**Collected data:**

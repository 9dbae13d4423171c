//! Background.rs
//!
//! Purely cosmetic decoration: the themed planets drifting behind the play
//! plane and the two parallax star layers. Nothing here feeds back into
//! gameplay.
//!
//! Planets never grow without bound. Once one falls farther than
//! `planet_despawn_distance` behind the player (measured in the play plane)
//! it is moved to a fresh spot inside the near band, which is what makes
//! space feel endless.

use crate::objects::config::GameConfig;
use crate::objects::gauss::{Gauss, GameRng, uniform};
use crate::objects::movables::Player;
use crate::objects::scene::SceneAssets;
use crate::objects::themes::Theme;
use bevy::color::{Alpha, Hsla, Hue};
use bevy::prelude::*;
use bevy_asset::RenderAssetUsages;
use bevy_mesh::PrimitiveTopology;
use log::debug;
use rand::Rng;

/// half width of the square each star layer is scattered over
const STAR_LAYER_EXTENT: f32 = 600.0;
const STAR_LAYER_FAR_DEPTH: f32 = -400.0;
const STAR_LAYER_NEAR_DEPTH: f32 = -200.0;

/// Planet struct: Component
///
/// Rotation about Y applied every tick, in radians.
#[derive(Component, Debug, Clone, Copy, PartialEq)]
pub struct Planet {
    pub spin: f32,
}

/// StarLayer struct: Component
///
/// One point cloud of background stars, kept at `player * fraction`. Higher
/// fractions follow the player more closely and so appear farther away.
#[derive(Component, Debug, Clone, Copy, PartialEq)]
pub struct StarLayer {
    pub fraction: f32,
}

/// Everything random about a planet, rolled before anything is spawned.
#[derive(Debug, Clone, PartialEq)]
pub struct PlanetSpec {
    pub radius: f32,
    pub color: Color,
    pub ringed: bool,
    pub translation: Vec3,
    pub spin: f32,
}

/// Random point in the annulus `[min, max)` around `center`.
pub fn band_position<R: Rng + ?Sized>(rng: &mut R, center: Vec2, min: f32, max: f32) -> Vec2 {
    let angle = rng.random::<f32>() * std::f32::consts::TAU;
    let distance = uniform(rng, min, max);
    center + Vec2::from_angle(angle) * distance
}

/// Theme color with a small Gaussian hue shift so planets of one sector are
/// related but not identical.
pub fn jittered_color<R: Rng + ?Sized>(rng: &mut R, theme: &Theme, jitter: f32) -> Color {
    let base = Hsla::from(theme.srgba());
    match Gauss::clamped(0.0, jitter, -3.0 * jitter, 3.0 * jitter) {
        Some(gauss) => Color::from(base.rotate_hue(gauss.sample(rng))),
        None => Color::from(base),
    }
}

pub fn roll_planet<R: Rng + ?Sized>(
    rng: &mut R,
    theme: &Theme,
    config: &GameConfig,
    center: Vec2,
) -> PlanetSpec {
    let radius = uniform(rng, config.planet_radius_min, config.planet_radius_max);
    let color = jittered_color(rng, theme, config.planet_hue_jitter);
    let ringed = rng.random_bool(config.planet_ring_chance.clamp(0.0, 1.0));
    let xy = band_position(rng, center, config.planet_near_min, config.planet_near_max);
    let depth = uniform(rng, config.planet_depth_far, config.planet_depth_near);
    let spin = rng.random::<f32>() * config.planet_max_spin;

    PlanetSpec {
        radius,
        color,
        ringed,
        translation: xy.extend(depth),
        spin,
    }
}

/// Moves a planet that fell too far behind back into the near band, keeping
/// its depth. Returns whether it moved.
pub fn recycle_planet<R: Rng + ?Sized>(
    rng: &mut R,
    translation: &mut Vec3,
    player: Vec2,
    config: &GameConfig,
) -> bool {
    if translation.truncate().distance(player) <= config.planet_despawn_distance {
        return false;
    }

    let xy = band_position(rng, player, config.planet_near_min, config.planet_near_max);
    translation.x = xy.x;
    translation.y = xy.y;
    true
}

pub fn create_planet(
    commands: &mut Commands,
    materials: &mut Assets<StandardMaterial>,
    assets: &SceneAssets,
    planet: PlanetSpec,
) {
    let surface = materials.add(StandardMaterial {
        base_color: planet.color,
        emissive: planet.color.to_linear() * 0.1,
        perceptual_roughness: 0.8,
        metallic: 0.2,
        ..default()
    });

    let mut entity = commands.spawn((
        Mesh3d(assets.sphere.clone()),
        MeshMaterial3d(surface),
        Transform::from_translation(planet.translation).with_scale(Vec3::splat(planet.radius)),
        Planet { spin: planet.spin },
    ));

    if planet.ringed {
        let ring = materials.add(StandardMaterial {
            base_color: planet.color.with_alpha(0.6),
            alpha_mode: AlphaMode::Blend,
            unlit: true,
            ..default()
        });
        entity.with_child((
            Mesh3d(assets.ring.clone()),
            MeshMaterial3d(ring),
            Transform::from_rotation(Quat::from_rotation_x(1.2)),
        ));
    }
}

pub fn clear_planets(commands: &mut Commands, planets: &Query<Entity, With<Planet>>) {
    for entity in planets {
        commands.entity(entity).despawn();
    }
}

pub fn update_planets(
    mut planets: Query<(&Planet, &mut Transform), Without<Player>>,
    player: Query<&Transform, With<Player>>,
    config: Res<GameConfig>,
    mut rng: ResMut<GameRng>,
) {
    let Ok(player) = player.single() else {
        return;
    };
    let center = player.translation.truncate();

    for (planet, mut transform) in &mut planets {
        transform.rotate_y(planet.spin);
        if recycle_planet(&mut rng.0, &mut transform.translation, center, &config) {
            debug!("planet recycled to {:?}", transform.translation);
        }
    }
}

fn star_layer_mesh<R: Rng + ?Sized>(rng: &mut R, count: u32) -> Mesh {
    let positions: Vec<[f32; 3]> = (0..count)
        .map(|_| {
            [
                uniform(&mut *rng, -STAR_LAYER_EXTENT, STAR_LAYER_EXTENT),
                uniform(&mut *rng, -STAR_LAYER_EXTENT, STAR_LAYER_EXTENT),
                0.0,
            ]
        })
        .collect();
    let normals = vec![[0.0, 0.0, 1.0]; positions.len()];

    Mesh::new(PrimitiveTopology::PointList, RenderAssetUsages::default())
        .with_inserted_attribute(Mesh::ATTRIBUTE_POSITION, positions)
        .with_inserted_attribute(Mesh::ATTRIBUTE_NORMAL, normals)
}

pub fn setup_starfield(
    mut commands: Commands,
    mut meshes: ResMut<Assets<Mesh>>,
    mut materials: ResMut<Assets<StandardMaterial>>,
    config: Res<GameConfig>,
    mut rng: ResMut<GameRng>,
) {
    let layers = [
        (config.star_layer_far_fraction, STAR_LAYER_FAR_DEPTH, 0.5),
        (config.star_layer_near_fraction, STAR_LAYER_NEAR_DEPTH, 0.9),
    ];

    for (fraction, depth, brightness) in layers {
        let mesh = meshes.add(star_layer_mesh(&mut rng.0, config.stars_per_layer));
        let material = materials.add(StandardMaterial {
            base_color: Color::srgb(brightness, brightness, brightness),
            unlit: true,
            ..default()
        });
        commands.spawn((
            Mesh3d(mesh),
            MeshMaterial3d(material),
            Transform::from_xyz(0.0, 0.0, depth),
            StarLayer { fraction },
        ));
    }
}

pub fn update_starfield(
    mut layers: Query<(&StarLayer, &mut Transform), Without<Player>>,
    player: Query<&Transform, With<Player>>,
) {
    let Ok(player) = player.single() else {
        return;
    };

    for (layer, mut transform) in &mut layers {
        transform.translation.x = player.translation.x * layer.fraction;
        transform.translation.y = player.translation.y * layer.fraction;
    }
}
==
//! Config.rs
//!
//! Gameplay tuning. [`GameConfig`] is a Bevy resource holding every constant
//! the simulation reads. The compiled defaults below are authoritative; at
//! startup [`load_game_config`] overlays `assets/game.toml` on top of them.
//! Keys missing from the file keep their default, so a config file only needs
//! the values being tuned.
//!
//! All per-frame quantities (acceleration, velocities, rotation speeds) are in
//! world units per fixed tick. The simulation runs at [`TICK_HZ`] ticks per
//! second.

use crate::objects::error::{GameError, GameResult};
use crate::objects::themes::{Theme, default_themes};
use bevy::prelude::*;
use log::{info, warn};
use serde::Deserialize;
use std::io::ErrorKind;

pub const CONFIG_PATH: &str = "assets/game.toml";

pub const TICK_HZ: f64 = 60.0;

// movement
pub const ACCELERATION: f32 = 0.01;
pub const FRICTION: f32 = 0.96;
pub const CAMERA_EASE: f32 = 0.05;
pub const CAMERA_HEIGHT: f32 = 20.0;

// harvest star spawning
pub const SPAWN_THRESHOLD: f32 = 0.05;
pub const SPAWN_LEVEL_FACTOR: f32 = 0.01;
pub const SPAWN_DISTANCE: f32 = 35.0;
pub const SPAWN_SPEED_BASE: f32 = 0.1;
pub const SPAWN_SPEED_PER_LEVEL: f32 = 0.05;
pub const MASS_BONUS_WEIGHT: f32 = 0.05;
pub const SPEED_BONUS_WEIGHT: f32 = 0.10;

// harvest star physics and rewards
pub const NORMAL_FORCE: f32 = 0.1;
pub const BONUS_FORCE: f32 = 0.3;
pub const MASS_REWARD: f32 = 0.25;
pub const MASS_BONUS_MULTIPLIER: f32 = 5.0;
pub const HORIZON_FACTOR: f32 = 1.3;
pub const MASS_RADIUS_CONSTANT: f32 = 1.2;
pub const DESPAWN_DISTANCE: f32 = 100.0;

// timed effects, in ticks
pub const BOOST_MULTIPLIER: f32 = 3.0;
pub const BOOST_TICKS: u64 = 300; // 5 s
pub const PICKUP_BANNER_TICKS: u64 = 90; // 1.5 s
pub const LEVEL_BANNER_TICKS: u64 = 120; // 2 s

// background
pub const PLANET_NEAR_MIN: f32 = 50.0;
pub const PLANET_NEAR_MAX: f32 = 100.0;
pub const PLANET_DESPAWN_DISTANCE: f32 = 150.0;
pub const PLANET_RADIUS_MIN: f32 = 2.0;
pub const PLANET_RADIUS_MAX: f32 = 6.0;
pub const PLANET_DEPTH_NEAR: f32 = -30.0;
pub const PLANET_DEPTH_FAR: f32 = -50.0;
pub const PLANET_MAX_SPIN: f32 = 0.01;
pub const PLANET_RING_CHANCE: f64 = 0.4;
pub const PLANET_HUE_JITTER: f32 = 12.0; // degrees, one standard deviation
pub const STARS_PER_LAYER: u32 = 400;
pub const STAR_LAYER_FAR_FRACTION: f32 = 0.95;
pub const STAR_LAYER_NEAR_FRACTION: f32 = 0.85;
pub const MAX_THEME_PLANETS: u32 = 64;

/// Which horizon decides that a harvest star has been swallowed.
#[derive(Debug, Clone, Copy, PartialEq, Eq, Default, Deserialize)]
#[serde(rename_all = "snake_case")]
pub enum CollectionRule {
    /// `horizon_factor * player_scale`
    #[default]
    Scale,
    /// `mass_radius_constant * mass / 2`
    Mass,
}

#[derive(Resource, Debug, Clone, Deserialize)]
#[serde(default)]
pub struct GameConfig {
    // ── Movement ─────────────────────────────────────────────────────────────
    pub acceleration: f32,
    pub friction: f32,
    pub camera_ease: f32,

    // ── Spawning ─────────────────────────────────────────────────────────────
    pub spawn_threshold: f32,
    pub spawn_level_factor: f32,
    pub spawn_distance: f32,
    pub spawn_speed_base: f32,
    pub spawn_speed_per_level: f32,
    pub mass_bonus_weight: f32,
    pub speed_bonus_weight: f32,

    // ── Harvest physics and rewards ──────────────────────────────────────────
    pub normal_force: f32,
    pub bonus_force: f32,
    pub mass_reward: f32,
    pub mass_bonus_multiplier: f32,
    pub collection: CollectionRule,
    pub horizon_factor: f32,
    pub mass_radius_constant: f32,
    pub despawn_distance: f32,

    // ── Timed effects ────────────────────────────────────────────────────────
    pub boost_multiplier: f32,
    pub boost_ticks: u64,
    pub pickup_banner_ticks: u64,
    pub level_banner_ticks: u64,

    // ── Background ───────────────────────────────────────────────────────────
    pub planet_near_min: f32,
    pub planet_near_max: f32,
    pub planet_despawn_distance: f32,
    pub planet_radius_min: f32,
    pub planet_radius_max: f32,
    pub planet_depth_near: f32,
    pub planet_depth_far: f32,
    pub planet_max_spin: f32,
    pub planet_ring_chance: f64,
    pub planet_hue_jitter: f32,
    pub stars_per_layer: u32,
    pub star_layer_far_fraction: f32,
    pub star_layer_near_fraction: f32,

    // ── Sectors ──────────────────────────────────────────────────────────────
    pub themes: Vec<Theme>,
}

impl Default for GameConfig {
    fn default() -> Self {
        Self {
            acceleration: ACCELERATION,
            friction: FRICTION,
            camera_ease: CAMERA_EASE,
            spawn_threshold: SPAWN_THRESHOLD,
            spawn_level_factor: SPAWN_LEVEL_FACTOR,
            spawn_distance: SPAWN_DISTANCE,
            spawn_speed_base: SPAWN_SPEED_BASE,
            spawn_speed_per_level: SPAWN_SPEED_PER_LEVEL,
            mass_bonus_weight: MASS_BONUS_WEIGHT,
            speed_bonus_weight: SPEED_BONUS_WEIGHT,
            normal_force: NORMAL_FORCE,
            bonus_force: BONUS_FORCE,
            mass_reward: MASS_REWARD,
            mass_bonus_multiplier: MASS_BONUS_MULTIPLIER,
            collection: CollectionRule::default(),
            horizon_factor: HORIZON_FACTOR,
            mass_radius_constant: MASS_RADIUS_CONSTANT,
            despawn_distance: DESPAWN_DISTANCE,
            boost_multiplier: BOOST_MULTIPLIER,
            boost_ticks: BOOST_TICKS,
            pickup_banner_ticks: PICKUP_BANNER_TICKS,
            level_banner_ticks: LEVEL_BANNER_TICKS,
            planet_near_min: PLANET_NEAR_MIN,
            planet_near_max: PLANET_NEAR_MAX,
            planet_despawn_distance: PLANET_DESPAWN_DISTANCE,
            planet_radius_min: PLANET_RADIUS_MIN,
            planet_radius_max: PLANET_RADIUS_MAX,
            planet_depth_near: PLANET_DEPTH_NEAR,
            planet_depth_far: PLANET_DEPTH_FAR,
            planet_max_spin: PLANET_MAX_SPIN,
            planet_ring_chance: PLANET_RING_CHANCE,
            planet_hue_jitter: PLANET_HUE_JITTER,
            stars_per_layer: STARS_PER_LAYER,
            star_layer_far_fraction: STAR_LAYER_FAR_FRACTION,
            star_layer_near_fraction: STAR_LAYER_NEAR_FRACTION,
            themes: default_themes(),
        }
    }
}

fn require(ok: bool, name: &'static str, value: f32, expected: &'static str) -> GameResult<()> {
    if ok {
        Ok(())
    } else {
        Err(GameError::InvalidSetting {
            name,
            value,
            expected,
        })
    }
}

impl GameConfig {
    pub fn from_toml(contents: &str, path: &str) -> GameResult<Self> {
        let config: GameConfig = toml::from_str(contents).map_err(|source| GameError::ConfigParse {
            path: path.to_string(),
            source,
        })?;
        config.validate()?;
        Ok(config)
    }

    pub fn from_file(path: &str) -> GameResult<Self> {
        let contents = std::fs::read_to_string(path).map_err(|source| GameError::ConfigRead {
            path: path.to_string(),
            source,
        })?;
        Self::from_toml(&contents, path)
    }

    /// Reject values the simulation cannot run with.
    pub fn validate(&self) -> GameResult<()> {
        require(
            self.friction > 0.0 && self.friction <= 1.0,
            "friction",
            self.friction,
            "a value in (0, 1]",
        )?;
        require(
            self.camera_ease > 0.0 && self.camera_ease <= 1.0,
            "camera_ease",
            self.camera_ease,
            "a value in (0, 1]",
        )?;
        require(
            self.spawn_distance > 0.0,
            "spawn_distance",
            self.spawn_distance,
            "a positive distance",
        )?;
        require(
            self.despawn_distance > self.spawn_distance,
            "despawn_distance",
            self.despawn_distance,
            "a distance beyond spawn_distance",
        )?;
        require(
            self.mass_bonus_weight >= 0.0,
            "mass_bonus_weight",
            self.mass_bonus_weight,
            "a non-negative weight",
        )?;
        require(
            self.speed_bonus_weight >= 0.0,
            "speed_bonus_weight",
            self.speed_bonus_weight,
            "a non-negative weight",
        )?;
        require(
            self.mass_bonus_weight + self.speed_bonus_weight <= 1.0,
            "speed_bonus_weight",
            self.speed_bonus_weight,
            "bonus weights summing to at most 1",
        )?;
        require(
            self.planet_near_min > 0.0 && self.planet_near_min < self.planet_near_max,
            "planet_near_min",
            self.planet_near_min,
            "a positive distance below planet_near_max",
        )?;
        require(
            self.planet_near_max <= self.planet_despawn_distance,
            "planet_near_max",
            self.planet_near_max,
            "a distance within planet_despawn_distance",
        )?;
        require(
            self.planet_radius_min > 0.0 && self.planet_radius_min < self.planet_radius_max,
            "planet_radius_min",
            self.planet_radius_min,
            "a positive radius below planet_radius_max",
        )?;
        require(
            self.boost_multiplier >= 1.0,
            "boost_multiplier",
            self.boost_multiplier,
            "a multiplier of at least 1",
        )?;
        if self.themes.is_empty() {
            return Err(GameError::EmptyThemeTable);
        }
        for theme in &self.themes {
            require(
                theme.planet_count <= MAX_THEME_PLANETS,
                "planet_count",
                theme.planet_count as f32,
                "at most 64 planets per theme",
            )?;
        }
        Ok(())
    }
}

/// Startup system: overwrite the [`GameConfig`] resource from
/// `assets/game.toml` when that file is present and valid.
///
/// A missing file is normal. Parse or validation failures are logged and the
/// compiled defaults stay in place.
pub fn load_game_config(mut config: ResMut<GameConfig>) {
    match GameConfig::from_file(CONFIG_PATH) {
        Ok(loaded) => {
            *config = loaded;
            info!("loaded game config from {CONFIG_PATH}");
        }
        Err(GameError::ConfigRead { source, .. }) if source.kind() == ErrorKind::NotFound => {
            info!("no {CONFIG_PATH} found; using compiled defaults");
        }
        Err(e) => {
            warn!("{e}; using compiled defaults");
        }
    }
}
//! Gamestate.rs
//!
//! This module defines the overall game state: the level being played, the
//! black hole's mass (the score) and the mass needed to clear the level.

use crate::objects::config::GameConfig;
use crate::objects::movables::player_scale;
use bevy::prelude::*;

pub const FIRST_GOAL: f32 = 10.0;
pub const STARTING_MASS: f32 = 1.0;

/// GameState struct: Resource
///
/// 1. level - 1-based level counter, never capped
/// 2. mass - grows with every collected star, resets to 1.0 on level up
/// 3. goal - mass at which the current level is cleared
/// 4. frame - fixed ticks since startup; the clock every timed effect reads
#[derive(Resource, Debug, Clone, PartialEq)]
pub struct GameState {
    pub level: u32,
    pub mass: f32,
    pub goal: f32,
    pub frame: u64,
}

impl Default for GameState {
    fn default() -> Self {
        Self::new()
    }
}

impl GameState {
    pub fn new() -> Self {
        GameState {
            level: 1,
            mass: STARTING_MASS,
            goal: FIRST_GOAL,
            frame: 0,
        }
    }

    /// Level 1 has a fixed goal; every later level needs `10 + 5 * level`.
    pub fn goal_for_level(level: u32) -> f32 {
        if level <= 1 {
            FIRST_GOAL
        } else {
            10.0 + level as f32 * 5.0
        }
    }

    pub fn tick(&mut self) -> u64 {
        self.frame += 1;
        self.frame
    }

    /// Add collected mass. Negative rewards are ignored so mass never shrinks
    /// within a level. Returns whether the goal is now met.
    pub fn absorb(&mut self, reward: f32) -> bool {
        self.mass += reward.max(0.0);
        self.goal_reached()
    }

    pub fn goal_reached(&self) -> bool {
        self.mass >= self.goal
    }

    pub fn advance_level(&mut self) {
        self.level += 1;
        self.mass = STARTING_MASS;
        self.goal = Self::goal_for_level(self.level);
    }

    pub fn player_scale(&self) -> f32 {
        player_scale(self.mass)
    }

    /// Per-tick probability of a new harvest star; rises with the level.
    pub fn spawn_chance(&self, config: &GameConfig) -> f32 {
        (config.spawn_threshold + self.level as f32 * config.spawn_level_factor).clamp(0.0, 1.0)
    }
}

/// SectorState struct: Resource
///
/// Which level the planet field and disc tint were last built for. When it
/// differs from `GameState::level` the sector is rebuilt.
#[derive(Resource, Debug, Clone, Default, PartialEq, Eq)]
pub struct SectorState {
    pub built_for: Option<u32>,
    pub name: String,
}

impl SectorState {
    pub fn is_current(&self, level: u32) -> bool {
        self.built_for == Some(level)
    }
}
--
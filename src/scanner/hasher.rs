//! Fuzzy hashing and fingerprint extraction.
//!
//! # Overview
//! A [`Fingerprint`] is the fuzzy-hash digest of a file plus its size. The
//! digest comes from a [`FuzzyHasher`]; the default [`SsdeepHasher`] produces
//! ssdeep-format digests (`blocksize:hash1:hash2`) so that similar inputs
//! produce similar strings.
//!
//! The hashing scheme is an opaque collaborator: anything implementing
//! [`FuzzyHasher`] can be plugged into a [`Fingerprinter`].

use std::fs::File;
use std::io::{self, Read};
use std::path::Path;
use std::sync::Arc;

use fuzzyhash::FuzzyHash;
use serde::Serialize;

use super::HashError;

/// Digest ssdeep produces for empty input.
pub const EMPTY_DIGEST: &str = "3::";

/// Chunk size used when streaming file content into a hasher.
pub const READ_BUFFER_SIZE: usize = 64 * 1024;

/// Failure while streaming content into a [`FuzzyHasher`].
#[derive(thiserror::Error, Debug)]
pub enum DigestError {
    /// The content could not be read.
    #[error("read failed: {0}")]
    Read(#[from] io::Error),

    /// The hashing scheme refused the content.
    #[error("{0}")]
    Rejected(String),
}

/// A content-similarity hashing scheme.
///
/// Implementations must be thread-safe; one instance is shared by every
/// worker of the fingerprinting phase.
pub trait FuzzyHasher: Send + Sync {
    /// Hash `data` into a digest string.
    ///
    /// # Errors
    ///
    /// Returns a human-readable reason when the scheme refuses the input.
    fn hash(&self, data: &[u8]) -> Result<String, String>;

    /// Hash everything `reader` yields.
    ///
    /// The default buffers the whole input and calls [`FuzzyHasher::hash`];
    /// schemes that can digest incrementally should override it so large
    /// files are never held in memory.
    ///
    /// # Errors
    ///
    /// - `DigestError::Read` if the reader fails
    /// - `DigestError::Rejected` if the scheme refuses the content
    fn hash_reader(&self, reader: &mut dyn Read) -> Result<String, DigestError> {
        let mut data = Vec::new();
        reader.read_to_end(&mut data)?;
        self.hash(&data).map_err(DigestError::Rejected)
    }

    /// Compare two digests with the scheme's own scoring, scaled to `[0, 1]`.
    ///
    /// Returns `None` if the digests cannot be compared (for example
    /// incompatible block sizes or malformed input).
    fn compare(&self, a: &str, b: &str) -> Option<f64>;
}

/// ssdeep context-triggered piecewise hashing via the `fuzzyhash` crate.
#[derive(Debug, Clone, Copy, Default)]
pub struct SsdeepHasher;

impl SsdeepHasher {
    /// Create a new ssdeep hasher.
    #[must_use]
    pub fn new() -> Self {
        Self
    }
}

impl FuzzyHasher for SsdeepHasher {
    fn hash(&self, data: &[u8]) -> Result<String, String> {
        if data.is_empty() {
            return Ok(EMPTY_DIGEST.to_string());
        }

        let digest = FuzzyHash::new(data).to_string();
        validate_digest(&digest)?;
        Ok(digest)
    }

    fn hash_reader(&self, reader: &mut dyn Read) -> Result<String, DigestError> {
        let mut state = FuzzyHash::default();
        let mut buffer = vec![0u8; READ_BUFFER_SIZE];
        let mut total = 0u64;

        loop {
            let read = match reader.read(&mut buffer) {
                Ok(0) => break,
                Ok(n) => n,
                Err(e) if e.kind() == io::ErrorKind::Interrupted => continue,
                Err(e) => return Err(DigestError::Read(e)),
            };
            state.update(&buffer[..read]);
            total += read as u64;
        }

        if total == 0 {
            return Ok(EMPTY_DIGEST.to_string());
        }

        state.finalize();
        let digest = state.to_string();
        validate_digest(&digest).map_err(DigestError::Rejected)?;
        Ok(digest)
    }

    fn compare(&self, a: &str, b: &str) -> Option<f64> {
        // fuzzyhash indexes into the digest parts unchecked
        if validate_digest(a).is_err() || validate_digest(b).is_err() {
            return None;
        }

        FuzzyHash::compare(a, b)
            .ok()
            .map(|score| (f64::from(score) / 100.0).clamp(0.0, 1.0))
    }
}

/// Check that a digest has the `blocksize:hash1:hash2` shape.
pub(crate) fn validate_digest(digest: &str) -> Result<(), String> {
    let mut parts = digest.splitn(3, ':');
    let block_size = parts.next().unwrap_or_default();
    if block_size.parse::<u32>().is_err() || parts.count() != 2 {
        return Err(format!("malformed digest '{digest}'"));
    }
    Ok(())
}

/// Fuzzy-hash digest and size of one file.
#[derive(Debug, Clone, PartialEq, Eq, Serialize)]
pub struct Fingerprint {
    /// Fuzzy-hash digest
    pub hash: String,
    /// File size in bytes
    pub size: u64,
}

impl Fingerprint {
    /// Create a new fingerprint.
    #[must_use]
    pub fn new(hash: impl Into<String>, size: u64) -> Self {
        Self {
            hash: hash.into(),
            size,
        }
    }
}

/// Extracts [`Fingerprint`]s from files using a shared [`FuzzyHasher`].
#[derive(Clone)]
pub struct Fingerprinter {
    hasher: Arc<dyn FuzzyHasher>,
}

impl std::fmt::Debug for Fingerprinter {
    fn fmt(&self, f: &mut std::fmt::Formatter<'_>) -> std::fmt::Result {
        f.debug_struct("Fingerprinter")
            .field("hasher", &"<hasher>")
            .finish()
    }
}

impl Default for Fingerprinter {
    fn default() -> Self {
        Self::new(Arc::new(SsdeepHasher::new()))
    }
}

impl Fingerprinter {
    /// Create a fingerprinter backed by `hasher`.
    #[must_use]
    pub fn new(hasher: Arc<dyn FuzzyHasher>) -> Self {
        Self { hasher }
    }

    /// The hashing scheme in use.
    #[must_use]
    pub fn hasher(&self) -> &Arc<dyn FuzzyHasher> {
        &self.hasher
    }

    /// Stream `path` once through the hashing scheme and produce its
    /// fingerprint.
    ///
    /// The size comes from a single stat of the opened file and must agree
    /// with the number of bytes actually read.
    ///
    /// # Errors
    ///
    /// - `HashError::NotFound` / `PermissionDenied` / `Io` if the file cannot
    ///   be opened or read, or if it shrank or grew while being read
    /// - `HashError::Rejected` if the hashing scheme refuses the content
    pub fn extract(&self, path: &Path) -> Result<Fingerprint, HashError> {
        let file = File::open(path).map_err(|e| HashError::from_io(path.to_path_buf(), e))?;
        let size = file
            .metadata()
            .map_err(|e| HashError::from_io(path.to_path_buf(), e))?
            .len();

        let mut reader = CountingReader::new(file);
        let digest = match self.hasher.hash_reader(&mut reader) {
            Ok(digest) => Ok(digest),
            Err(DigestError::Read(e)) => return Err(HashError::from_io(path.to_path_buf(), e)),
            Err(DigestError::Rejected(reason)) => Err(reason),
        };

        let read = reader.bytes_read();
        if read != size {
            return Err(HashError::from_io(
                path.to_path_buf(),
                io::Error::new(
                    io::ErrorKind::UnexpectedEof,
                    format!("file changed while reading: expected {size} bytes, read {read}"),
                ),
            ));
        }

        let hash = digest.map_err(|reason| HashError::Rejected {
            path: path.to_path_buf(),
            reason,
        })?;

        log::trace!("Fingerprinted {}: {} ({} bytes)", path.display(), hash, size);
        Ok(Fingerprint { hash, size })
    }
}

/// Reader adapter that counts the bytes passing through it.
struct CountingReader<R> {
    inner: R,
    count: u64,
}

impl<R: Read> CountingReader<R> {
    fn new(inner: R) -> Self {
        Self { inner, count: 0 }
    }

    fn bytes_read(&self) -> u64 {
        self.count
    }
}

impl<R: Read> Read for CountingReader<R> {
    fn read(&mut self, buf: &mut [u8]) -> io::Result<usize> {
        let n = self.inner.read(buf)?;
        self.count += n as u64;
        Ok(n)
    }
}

**How to complete this task:**
Please return a copy of each line in the entries that has the string "about".

**Reply:**
/// Rotation about Y applied every tick, in radians.
/// Everything random about a planet, rolled before anything is spawned.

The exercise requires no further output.